In this test, a critical value (\(\text{c.v.}\)) can be determined from this \(\chi^2\) distribution.
- If \(Q_\text{LB} > \text{c.v.}\) (the p-value is small), we reject \(H_0\) in favor of \(H_a\). \(H_a\) suggests the \(\widehat{e}_t\) are dependent, we need to update the model.
- If \(Q_\text{LB} \le \text{c.v.}\) (the p-value is large), we do not reject \(H_0\). \(H_0\) suggests the \(\widehat{e}_t\) seems to be independent, so the model is fine.
1.2 Overfitting
We already mentioned this idea in the previous lecture. Now we state it from a different perspective.
Example. Suppose AR(\(2\)) is the correct model, but we overfit with AR(\(3\)). We can still confirm AR(\(2\)) over AR(\(3\)) if
- The parameter \(\phi_3\) is not significant (in AR(\(3\)) fitting).
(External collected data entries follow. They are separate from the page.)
pub mod capture;
pub mod device;
pub mod error;
pub mod permission;
pub mod utils;

use std::path::Path;
use std::time::Duration;

use arc_swap::ArcSwap;
use serde::{Deserialize, Serialize};

use crate::capture::{Orientation, SessionSettings};
use crate::device::{CaptureType, ConnectFlags, DeviceIdentifier};

pub use capture::{CaptureController, DecodedFrame};
pub use error::{CameraError, DeviceError};

/// Global configuration that can be atomically swapped at runtime
pub static CONFIG: once_cell::sync::Lazy<ArcSwap<Config>> =
    once_cell::sync::Lazy::new(|| ArcSwap::from_pointee(Config::default()));

/// Prefix for environment overrides, e.g. `CAMGATE__CAPTURE__WIDTH=1920`
pub const ENV_PREFIX: &str = "CAMGATE";

/// System configuration
#[derive(Debug, Clone, Default, PartialEq, Serialize, Deserialize)]
#[serde(default)]
pub struct Config {
    pub capture: CaptureSettings,
    pub permission: PermissionSettings,
    pub availability: AvailabilitySettings,
    pub pipeline: PipelineSettings,
}

/// Which device implementation backs the session
#[derive(Debug, Clone, Copy, PartialEq, Eq, Serialize, Deserialize)]
#[serde(rename_all = "lowercase")]
pub enum Backend {
    V4l2,
    Simulated,
}

#[derive(Debug, Clone, PartialEq, Serialize, Deserialize)]
#[serde(default)]
pub struct CaptureSettings {
    pub backend: Backend,
    pub device: DeviceIdentifier,
    pub nodes: DeviceNodes,
    pub width: u32,
    pub height: u32,
    pub fps: u32,
    pub buffer_count: u32,
    pub orientation: Orientation,
    pub connect_flags: ConnectFlags,
    pub capture_type: CaptureType,
}

/// Device node per identifier, for the V4L2 backend
#[derive(Debug, Clone, PartialEq, Eq, Serialize, Deserialize)]
#[serde(default)]
pub struct DeviceNodes {
    pub main: String,
    pub computer_vision: String,
}

impl DeviceNodes {
    pub fn path(&self, identifier: DeviceIdentifier) -> &str {
        match identifier {
            DeviceIdentifier::Main => &self.main,
            DeviceIdentifier::ComputerVision => &self.computer_vision,
        }
    }
}

#[derive(Debug, Clone, PartialEq, Serialize, Deserialize)]
#[serde(default)]
pub struct PermissionSettings {
    pub poll_interval_ms: u64,
}

#[derive(Debug, Clone, PartialEq, Serialize, Deserialize)]
#[serde(default)]
pub struct AvailabilitySettings {
    pub max_attempts: u32,
    pub interval_ms: u64,
}

#[derive(Debug, Clone, PartialEq, Serialize, Deserialize)]
#[serde(default)]
pub struct PipelineSettings {
    /// Per-subscriber queue depth before frames are dropped
    pub frame_channel_capacity: usize,
}

impl Default for CaptureSettings {
    fn default() -> Self {
        Self {
            backend: Backend::V4l2,
            device: DeviceIdentifier::Main,
            nodes: DeviceNodes::default(),
            width: 1280,
            height: 720,
            fps: 30,
            buffer_count: 4,
            orientation: Orientation::Upright,
            connect_flags: ConnectFlags::CameraOnly,
            capture_type: CaptureType::Video,
        }
    }
}

impl Default for DeviceNodes {
    fn default() -> Self {
        Self {
            main: "/dev/video0".into(),
            computer_vision: "/dev/video2".into(),
        }
    }
}

impl Default for PermissionSettings {
    fn default() -> Self {
        Self {
            poll_interval_ms: 1000,
        }
    }
}

impl Default for AvailabilitySettings {
    fn default() -> Self {
        Self {
            max_attempts: 10,
            interval_ms: 1000,
        }
    }
}

impl Default for PipelineSettings {
    fn default() -> Self {
        Self {
            frame_channel_capacity: 4,
        }
    }
}

impl Config {
    /// Defaults, overlaid with an optional TOML file, overlaid with `CAMGATE__*` variables
    pub fn load(path: Option<&Path>) -> Result<Self, config::ConfigError> {
        let mut builder =
            config::Config::builder().add_source(config::Config::try_from(&Config::default())?);
        if let Some(path) = path {
            builder = builder.add_source(config::File::from(path).required(false));
        }
        builder
            .add_source(config::Environment::with_prefix(ENV_PREFIX).separator("__"))
            .build()?
            .try_deserialize()
    }

    pub fn permission_poll_interval(&self) -> Duration {
        Duration::from_millis(self.permission.poll_interval_ms)
    }

    pub fn session_settings(&self) -> SessionSettings {
        SessionSettings {
            availability_attempts: self.availability.max_attempts.max(1),
            availability_interval: Duration::from_millis(self.availability.interval_ms),
            frame_rate: self.capture.fps,
            connect_flags: self.capture.connect_flags,
            capture_type: self.capture.capture_type,
        }
    }
}
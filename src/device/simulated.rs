//! In-process camera with a scriptable lifecycle

use std::sync::atomic::{AtomicI64, AtomicU64, Ordering};
use std::sync::{Arc, Mutex, PoisonError};
use std::time::Duration;

use async_trait::async_trait;
use bytes::{Bytes, BytesMut};
use tokio::task::JoinHandle;
use tracing::{debug, info};

use super::{
    CameraDriver, CameraHandle, CaptureConfig, CaptureType, ConnectContext, DeviceIdentifier,
    FrameCallback,
};
use crate::capture::frame::{PixelFormat, RawFrameBuffer, ResultExtras};
use crate::capture::selector::{nearest_capability, StreamCapability};
use crate::error::{DeviceError, DeviceResult};

/// Padding byte written after each row of a simulated frame
pub const PADDING_BYTE: u8 = 0xEE;

/// Behaviour of the simulated camera
#[derive(Debug, Clone)]
pub struct SimulatedCamera {
    pub capabilities: Vec<StreamCapability>,
    /// Availability checks answered "busy" before the device shows up; `None` never
    pub available_after: Option<u64>,
    pub fail_availability_query: bool,
    pub fail_connect: bool,
    pub fail_prepare: bool,
    pub fail_aeawb: bool,
    pub fail_start: bool,
    pub fail_stop: bool,
    pub fail_disconnect: bool,
    /// Whether the device ranking finds a match
    pub ranks_capabilities: bool,
    /// Bytes of alignment padding after every row
    pub row_padding: u32,
    pub frame_interval: Duration,
}

impl Default for SimulatedCamera {
    fn default() -> Self {
        Self {
            capabilities: vec![
                StreamCapability {
                    width: 1280,
                    height: 720,
                    format: PixelFormat::Rgba32,
                },
                StreamCapability {
                    width: 1920,
                    height: 1080,
                    format: PixelFormat::Rgba32,
                },
            ],
            available_after: Some(0),
            fail_availability_query: false,
            fail_connect: false,
            fail_prepare: false,
            fail_aeawb: false,
            fail_start: false,
            fail_stop: false,
            fail_disconnect: false,
            ranks_capabilities: true,
            row_padding: 64,
            frame_interval: Duration::from_millis(33),
        }
    }
}

/// Call counters observed by the driver
#[derive(Debug, Clone, Copy, Default, PartialEq, Eq)]
pub struct SimulatedStats {
    pub availability_checks: u64,
    pub connects: u64,
    pub prepares: u64,
    pub starts: u64,
    pub stops: u64,
    pub callback_clears: u64,
    pub disconnects: u64,
    pub frames_delivered: u64,
    pub live_handles: i64,
}

#[derive(Default)]
struct Counters {
    availability_checks: AtomicU64,
    connects: AtomicU64,
    prepares: AtomicU64,
    starts: AtomicU64,
    stops: AtomicU64,
    callback_clears: AtomicU64,
    disconnects: AtomicU64,
    frames_delivered: AtomicU64,
    live_handles: AtomicI64,
}

fn bump(counter: &AtomicU64) -> u64 {
    counter.fetch_add(1, Ordering::Relaxed) + 1
}

struct Shared {
    camera: SimulatedCamera,
    counters: Counters,
}

#[derive(Clone)]
pub struct SimulatedDriver {
    shared: Arc<Shared>,
}

impl SimulatedDriver {
    pub fn new(camera: SimulatedCamera) -> Self {
        Self {
            shared: Arc::new(Shared {
                camera,
                counters: Counters::default(),
            }),
        }
    }

    pub fn stats(&self) -> SimulatedStats {
        let c = &self.shared.counters;
        SimulatedStats {
            availability_checks: c.availability_checks.load(Ordering::Relaxed),
            connects: c.connects.load(Ordering::Relaxed),
            prepares: c.prepares.load(Ordering::Relaxed),
            starts: c.starts.load(Ordering::Relaxed),
            stops: c.stops.load(Ordering::Relaxed),
            callback_clears: c.callback_clears.load(Ordering::Relaxed),
            disconnects: c.disconnects.load(Ordering::Relaxed),
            frames_delivered: c.frames_delivered.load(Ordering::Relaxed),
            live_handles: c.live_handles.load(Ordering::Relaxed),
        }
    }
}

#[async_trait]
impl CameraDriver for SimulatedDriver {
    async fn availability(&self, identifier: DeviceIdentifier) -> DeviceResult<bool> {
        let checks = bump(&self.shared.counters.availability_checks);
        if self.shared.camera.fail_availability_query {
            return Err(DeviceError::Rejected("availability query failed".into()));
        }
        let available = matches!(self.shared.camera.available_after, Some(n) if checks > n);
        debug!("Simulated {:?} availability check {}: {}", identifier, checks, available);
        Ok(available)
    }

    async fn connect(&self, context: ConnectContext) -> DeviceResult<Box<dyn CameraHandle>> {
        bump(&self.shared.counters.connects);
        if self.shared.camera.fail_connect {
            return Err(DeviceError::Rejected("connect refused".into()));
        }
        info!("Simulated camera connected: {:?}", context);
        self.shared.counters.live_handles.fetch_add(1, Ordering::Relaxed);
        Ok(Box::new(SimulatedHandle {
            shared: Arc::clone(&self.shared),
            prepared: None,
            callback: Arc::new(Mutex::new(None)),
            delivery: None,
        }))
    }
}

struct SimulatedHandle {
    shared: Arc<Shared>,
    prepared: Option<StreamCapability>,
    callback: Arc<Mutex<Option<FrameCallback>>>,
    delivery: Option<JoinHandle<()>>,
}

impl SimulatedHandle {
    /// Rows filled with `row % 251`, followed by padding bytes
    fn render(capability: StreamCapability, row_padding: u32) -> (Bytes, u32) {
        let row_bytes = capability.width as usize * capability.format.bytes_per_pixel();
        let row_stride = row_bytes + row_padding as usize;
        let mut buf = BytesMut::with_capacity(row_stride * capability.height as usize);
        for row in 0..capability.height as usize {
            buf.resize(buf.len() + row_bytes, (row % 251) as u8);
            buf.resize(buf.len() + row_padding as usize, PADDING_BYTE);
        }
        (buf.freeze(), row_stride as u32)
    }
}

#[async_trait]
impl CameraHandle for SimulatedHandle {
    async fn stream_capabilities(
        &mut self,
        _capture_type: CaptureType,
    ) -> DeviceResult<Vec<StreamCapability>> {
        Ok(self.shared.camera.capabilities.clone())
    }

    fn best_fit(
        &self,
        available: &[StreamCapability],
        width: u32,
        height: u32,
    ) -> Option<StreamCapability> {
        if self.shared.camera.ranks_capabilities {
            nearest_capability(available, width, height)
        } else {
            None
        }
    }

    async fn prepare(&mut self, config: &CaptureConfig) -> DeviceResult<()> {
        bump(&self.shared.counters.prepares);
        if self.shared.camera.fail_prepare {
            return Err(DeviceError::Rejected("prepare failed".into()));
        }
        let stream = config
            .streams
            .first()
            .ok_or_else(|| DeviceError::Unsupported("no streams configured".into()))?;
        self.prepared = Some(stream.capability);
        Ok(())
    }

    async fn pre_capture_aeawb(&mut self) -> DeviceResult<()> {
        if self.shared.camera.fail_aeawb {
            return Err(DeviceError::Rejected("AE/AWB did not converge".into()));
        }
        Ok(())
    }

    async fn start_capture(&mut self) -> DeviceResult<()> {
        bump(&self.shared.counters.starts);
        let capability = self.prepared.ok_or(DeviceError::NotPrepared)?;
        if self.shared.camera.fail_start {
            return Err(DeviceError::Rejected("start refused".into()));
        }

        let (image, row_stride) = Self::render(capability, self.shared.camera.row_padding);
        let interval = self.shared.camera.frame_interval;
        let callback = Arc::clone(&self.callback);
        let shared = Arc::clone(&self.shared);

        self.delivery = Some(tokio::spawn(async move {
            let mut ticker = tokio::time::interval(interval);
            let mut frame_number = 0u64;
            loop {
                ticker.tick().await;
                let guard = callback.lock().unwrap_or_else(PoisonError::into_inner);
                if let Some(deliver) = guard.as_ref() {
                    frame_number += 1;
                    let raw = RawFrameBuffer {
                        width: capability.width,
                        height: capability.height,
                        pixel_stride: capability.format.bytes_per_pixel() as u32,
                        row_stride,
                        data: &image,
                    };
                    let extras = ResultExtras {
                        frame_number,
                        device_timestamp: Some(interval * frame_number as u32),
                    };
                    deliver(&raw, &extras);
                    bump(&shared.counters.frames_delivered);
                }
            }
        }));
        Ok(())
    }

    async fn stop_capture(&mut self) -> DeviceResult<()> {
        bump(&self.shared.counters.stops);
        if self.shared.camera.fail_stop {
            return Err(DeviceError::Rejected("stop refused".into()));
        }
        if let Some(delivery) = self.delivery.take() {
            delivery.abort();
        }
        Ok(())
    }

    fn set_frame_callback(&mut self, callback: Option<FrameCallback>) {
        if callback.is_none() {
            bump(&self.shared.counters.callback_clears);
        }
        *self.callback.lock().unwrap_or_else(PoisonError::into_inner) = callback;
    }

    async fn disconnect(&mut self) -> DeviceResult<()> {
        bump(&self.shared.counters.disconnects);
        if self.shared.camera.fail_disconnect {
            return Err(DeviceError::Rejected("disconnect failed".into()));
        }
        Ok(())
    }
}

impl Drop for SimulatedHandle {
    fn drop(&mut self) {
        if let Some(delivery) = self.delivery.take() {
            delivery.abort();
        }
        self.shared.counters.live_handles.fetch_sub(1, Ordering::Relaxed);
    }
}

#[cfg(test)]
mod tests {
    use super::*;

    #[tokio::test]
    async fn becomes_available_after_configured_checks() {
        let driver = SimulatedDriver::new(SimulatedCamera {
            available_after: Some(2),
            ..Default::default()
        });
        assert!(!driver.availability(DeviceIdentifier::Main).await.unwrap());
        assert!(!driver.availability(DeviceIdentifier::Main).await.unwrap());
        assert!(driver.availability(DeviceIdentifier::Main).await.unwrap());
    }

    #[test]
    fn rendered_rows_carry_padding() {
        let capability = StreamCapability {
            width: 2,
            height: 2,
            format: PixelFormat::Yuyv,
        };
        let (image, stride) = SimulatedHandle::render(capability, 3);
        assert_eq!(stride, 7);
        assert_eq!(
            &image[..],
            &[0, 0, 0, 0, PADDING_BYTE, PADDING_BYTE, PADDING_BYTE, 1, 1, 1, 1, PADDING_BYTE, PADDING_BYTE, PADDING_BYTE]
        );
    }

    #[tokio::test]
    async fn start_requires_prepare() {
        let driver = SimulatedDriver::new(SimulatedCamera::default());
        let mut handle = driver
            .connect(ConnectContext {
                identifier: DeviceIdentifier::Main,
                flags: Default::default(),
            })
            .await
            .unwrap();
        assert!(matches!(
            handle.start_capture().await,
            Err(DeviceError::NotPrepared)
        ));
        drop(handle);
        assert_eq!(driver.stats().live_handles, 0);
    }
}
- The estimated \(\widehat{\phi}_1,\widehat{\phi}_2\) in AR(\(3\)) are (almost) the same as the estimated value in AR(\(2\)) (we also need to fit an AR(\(2\)) for comparison). In addition, we can also look at their confidence intervals in both models, the corresponding CIs should overlap significantly.
Similarly, we can also overfit an ARMA(\(2,1\)) model, and compare it to AR(\(2\)).
Caution: do not fit an ARMA(\(3,1\)) model and compare it to AR(\(2\)).
In general, we can compare ARMA(\(p,q\)) with ARMA(\(p+1,q\)) or ARMA(\(p,q+1\)) for model diagnostics, but not ARMA(\(p+1,q+1\)). Overfitting ARMA(\(p+1,q+1\)) to an ARMA(\(p,q\)) leads to parameter redundancy/unidentifiability. This is because: suppose the correct model is an ARMA(\(p,q\)) \[ \underbrace{\Phi(B)}_{\text{order } p} \ Y_t = \underbrace{\Theta(B)}_{\text{order } q} \ e_t, \] then the following holds for any \(c\) \[ \underbrace{(1-cB)\Phi(B)}_{\text{order } p+1} \ Y_t = \underbrace{(1-cB)\Theta(B)}_{\text{order } q+1} \ e_t, \] so fitting ARMA(\(p+1,q+1\)) for this \((Y_t)\) is unidentifiable (parameters cannot be estimated, holds for any \(c\)).